(Collected data entries)
———
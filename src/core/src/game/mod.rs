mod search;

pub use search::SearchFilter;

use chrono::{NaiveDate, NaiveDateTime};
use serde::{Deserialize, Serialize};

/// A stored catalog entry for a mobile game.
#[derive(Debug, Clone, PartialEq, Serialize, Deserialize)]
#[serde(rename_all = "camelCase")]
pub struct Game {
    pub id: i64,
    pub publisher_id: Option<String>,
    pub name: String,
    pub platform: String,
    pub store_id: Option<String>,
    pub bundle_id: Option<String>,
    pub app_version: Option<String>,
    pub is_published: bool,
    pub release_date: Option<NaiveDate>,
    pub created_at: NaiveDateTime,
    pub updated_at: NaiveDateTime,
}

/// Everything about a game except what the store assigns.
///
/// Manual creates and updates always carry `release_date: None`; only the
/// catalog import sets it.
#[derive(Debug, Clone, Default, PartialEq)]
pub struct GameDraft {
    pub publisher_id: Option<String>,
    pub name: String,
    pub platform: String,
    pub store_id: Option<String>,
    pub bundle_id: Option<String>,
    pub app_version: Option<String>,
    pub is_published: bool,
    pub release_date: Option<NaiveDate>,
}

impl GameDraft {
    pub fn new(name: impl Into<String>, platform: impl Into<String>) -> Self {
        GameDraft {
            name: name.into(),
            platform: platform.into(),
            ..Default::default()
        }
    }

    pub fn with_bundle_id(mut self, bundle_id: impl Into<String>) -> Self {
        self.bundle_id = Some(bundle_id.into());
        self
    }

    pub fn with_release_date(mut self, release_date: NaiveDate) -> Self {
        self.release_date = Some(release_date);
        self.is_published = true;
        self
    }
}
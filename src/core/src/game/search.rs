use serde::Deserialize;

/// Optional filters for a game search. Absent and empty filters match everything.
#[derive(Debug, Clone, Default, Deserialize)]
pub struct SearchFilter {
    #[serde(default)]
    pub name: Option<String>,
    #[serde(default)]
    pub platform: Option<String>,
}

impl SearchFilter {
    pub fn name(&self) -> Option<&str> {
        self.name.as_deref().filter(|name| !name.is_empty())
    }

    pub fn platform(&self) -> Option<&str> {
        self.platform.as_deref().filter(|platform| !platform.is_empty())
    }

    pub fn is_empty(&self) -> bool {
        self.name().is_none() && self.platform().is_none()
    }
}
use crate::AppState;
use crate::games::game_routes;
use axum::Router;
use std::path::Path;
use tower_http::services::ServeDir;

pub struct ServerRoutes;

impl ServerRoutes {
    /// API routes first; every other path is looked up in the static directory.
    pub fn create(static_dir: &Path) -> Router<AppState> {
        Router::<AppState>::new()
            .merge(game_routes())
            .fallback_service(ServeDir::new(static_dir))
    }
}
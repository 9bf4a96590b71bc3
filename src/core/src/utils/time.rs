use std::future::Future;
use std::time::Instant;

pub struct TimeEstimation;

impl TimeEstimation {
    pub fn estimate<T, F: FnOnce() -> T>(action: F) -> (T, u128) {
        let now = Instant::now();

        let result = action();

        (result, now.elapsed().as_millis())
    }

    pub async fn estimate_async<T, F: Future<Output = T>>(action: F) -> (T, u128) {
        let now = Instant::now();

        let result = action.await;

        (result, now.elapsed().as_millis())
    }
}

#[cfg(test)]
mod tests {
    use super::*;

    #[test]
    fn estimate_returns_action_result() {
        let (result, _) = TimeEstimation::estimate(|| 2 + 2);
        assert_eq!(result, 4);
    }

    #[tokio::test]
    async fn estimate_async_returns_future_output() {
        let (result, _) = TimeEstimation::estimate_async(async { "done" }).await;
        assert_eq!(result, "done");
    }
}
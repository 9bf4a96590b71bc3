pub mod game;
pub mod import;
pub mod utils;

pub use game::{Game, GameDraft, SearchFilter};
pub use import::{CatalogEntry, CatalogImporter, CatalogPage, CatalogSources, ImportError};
———
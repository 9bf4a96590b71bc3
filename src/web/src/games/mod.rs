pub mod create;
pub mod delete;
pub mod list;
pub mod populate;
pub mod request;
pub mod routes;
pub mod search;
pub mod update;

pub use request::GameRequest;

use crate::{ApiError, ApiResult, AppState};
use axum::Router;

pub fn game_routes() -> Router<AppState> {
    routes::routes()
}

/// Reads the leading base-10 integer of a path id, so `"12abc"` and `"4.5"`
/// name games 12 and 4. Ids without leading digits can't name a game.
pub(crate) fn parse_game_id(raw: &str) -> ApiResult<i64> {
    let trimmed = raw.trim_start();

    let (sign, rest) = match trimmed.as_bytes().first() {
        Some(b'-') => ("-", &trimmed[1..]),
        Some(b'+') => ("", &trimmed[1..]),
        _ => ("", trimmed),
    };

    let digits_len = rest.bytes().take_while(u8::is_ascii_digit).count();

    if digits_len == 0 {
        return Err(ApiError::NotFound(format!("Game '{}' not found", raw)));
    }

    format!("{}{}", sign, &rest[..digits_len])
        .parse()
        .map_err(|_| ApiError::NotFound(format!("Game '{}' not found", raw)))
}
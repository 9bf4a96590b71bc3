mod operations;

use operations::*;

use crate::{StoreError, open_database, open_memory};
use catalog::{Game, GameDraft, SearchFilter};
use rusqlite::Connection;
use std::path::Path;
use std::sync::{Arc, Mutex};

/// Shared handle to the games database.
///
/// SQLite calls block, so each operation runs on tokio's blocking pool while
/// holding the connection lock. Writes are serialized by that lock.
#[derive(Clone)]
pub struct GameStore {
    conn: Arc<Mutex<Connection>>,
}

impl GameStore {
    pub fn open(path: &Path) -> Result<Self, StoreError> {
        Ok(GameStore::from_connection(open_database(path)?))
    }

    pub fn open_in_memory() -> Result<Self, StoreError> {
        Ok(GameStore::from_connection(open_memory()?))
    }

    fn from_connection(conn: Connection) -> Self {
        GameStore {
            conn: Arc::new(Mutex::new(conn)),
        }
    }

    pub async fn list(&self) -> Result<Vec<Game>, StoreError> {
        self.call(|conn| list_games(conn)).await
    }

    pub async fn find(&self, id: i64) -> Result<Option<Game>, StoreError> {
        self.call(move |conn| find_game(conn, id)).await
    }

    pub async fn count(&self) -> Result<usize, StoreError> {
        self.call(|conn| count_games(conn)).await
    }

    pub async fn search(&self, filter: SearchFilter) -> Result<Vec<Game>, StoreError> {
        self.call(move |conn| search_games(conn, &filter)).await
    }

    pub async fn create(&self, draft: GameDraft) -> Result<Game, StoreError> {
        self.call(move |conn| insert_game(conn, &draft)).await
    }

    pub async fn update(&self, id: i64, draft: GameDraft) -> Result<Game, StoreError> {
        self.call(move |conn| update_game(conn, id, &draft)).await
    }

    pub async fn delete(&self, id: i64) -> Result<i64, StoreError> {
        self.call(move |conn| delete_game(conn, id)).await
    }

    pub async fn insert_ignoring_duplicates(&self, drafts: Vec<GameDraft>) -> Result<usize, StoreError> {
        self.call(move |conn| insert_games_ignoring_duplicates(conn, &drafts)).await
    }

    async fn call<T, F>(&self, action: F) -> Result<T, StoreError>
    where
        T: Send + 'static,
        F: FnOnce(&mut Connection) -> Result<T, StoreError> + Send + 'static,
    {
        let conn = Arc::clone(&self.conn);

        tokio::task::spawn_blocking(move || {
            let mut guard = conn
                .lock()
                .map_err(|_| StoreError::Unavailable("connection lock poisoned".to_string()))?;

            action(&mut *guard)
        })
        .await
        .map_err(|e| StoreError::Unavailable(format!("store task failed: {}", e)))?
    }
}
———
▸ **Task to complete**
Where a line of the data includes the string "done", list that line.

▸ **Finished exercise**
        let (result, _) = TimeEstimation::estimate_async(async { "done" }).await;
        assert_eq!(result, "done");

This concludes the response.